## [TASK BRIEF]
Would you please transcribe, exactly as written, the lines of the entries below starting at the one that holds "pub fn strategy(&self)" and ending at the one that holds "order, containers outermost.", both included?

[Records from a dataset]
+ + +

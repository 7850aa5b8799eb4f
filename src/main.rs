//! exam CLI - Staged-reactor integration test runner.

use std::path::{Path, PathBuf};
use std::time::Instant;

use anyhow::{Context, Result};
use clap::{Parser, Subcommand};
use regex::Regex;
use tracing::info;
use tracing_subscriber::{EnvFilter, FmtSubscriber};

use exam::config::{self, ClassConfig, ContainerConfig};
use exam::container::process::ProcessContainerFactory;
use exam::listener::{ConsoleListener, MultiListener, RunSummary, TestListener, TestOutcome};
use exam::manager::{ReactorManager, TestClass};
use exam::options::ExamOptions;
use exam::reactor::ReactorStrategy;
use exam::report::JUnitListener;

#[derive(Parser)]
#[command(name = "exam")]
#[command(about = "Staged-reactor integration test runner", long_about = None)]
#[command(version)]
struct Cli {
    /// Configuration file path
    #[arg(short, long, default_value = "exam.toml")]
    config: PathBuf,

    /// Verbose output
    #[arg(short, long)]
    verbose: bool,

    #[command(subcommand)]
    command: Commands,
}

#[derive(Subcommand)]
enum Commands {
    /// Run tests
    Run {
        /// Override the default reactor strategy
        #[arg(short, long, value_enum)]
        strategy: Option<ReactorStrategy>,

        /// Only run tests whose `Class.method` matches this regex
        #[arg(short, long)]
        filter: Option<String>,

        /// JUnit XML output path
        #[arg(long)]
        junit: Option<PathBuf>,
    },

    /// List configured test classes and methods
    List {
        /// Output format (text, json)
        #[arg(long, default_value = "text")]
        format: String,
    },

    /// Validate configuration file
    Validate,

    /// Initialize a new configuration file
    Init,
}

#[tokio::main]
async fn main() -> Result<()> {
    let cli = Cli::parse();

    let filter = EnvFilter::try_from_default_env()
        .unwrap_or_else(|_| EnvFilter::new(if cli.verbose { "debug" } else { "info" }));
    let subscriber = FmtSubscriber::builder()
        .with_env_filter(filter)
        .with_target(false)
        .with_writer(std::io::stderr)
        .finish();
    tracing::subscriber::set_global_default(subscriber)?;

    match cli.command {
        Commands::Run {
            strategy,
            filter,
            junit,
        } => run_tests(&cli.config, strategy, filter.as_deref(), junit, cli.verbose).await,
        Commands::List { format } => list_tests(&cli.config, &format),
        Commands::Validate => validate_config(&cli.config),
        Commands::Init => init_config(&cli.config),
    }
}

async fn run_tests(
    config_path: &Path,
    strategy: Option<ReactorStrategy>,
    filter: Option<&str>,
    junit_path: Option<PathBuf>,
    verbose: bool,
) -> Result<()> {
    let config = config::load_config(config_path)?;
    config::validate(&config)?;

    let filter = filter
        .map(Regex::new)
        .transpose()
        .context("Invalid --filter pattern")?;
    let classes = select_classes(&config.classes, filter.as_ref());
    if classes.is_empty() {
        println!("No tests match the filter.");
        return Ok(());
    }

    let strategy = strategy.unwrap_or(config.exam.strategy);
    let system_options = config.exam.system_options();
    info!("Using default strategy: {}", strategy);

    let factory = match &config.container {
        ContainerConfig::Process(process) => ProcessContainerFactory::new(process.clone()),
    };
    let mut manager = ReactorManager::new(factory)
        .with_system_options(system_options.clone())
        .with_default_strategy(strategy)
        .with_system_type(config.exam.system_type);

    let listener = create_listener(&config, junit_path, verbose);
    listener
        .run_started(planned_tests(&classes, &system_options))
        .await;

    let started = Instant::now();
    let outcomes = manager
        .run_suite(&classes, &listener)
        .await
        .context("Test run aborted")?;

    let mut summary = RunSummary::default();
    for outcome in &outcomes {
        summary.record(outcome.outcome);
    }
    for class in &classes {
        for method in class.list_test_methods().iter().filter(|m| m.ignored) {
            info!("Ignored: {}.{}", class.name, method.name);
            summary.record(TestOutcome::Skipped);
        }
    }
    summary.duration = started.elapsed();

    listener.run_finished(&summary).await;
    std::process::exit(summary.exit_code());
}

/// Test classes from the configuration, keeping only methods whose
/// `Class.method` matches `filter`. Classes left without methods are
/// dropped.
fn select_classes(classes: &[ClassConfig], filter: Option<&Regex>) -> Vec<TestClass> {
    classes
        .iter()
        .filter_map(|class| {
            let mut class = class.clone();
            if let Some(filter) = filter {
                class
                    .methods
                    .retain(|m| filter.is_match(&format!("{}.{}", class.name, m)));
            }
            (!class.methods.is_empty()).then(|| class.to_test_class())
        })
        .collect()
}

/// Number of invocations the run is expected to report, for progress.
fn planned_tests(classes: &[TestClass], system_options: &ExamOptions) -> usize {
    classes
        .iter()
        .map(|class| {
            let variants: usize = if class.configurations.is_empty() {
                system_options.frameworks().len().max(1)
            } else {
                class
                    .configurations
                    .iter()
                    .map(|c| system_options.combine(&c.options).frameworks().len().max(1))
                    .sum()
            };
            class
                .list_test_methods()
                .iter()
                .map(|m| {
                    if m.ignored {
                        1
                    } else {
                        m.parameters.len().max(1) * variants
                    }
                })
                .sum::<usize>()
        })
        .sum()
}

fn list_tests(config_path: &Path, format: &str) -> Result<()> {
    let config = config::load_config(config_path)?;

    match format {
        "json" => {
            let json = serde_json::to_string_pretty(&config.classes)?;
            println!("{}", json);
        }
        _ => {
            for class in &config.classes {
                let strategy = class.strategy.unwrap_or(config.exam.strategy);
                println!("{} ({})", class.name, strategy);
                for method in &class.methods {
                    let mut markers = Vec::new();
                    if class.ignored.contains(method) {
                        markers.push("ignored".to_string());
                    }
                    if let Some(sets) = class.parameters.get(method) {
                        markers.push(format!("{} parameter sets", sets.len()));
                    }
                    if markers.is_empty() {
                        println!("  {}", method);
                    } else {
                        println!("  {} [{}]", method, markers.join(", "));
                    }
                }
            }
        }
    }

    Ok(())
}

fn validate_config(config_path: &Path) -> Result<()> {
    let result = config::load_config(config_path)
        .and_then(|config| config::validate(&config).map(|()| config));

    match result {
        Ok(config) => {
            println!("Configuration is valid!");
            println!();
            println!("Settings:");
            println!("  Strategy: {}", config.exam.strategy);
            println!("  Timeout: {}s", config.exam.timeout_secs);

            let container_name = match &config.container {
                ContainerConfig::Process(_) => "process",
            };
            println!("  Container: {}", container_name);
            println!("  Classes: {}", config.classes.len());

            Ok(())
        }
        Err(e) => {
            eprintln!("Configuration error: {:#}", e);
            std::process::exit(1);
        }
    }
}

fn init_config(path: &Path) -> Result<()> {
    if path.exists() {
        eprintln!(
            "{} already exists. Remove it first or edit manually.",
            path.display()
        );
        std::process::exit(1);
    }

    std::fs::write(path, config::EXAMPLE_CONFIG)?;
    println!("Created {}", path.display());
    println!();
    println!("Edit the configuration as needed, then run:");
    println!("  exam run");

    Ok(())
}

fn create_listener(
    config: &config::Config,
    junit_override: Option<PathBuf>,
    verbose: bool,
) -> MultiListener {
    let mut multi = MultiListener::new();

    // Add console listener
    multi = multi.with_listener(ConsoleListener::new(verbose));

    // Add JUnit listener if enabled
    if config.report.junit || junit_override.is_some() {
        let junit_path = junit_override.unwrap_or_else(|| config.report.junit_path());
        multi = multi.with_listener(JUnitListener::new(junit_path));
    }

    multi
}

+ + +

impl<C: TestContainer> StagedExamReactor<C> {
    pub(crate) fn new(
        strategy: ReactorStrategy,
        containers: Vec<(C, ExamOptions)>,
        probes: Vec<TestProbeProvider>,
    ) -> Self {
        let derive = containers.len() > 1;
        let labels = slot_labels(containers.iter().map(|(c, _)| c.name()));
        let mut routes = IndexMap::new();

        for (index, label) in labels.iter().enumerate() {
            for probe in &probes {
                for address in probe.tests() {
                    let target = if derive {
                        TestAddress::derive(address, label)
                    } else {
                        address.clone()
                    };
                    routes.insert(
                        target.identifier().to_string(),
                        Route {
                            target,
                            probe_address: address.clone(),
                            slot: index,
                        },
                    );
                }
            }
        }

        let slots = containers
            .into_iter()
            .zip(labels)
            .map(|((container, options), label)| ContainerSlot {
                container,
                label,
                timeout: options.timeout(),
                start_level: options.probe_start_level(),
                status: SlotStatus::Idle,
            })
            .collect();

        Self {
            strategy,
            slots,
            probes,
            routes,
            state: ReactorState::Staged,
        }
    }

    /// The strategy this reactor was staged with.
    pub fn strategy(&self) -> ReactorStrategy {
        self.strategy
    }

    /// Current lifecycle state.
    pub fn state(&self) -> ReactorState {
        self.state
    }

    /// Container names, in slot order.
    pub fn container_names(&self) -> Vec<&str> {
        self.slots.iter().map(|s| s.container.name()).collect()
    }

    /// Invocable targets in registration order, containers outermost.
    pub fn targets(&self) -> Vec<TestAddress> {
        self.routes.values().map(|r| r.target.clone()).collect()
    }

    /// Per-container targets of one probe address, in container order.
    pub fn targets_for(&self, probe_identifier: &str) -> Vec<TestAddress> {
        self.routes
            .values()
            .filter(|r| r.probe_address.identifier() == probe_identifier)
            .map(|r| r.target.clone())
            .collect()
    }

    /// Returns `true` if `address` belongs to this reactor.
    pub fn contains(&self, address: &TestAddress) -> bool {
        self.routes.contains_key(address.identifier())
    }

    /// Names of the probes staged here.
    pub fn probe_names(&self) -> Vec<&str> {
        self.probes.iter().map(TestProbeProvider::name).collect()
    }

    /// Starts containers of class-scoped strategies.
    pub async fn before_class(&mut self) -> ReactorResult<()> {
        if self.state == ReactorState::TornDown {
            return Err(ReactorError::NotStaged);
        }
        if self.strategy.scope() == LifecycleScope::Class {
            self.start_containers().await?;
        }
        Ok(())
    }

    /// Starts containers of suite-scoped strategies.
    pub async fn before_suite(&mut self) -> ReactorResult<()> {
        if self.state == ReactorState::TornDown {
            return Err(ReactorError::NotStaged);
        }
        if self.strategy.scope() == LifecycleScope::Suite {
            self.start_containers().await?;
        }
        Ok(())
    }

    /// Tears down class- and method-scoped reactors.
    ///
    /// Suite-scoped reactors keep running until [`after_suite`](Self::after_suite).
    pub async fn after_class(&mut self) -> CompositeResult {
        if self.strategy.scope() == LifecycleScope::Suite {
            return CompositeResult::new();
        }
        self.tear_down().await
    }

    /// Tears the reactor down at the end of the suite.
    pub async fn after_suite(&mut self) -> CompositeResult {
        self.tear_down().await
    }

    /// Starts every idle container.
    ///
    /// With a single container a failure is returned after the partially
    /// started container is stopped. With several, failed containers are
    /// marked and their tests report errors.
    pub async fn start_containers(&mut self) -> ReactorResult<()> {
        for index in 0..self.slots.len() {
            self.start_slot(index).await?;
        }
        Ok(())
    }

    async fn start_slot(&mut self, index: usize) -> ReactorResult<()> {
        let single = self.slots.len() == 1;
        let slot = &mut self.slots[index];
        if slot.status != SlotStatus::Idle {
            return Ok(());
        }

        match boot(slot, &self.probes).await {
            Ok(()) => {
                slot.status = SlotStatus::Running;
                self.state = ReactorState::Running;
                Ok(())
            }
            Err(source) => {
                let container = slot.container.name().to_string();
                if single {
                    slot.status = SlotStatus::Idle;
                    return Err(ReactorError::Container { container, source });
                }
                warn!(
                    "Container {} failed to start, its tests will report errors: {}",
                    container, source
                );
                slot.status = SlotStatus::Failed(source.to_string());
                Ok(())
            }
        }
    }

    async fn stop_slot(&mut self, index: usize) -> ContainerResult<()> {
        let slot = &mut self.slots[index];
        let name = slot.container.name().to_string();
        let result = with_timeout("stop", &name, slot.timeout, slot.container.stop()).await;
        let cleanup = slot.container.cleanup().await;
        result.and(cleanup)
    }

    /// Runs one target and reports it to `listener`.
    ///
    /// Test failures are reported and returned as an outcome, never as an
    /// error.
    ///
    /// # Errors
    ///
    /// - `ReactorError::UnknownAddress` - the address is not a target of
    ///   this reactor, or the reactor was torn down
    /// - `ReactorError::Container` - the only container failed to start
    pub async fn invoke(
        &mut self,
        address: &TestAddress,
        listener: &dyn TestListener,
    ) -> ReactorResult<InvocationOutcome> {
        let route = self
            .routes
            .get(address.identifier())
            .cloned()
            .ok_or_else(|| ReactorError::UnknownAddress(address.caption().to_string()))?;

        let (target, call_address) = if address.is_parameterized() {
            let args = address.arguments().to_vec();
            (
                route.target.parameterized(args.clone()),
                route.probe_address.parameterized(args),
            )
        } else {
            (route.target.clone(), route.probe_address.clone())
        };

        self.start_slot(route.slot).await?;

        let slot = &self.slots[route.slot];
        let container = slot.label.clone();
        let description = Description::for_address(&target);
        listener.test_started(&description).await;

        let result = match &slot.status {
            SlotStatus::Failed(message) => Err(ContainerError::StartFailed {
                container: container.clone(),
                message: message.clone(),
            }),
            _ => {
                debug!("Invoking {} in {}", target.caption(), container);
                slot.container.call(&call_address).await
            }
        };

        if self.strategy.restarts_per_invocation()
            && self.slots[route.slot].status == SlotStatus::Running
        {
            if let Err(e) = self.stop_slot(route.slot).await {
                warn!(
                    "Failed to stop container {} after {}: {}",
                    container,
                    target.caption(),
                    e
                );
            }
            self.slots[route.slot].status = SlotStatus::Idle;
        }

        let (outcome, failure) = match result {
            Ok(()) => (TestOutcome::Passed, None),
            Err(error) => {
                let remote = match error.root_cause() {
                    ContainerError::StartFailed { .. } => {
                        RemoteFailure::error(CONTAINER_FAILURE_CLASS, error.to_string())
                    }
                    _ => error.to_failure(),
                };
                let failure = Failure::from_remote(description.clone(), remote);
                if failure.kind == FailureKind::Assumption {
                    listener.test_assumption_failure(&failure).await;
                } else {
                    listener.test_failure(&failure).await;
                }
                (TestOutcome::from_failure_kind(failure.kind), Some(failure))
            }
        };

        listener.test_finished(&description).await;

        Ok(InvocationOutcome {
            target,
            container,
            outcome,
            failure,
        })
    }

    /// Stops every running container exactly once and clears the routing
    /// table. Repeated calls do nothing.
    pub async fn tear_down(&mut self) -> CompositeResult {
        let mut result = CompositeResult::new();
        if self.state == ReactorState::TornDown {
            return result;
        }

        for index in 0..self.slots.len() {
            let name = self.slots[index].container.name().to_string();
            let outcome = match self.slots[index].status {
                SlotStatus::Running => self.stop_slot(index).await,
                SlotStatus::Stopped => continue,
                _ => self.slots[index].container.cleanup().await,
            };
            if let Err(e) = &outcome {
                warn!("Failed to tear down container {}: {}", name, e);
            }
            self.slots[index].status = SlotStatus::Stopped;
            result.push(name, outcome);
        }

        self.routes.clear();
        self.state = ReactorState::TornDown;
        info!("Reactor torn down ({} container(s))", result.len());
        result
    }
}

+ + +

## [TASK OUTPUT]
    pub fn strategy(&self) -> ReactorStrategy {
        self.strategy
    }

    /// Current lifecycle state.
    pub fn state(&self) -> ReactorState {
        self.state
    }

    /// Container names, in slot order.
    pub fn container_names(&self) -> Vec<&str> {
        self.slots.iter().map(|s| s.container.name()).collect()
    }

    /// Invocable targets in registration order, containers outermost.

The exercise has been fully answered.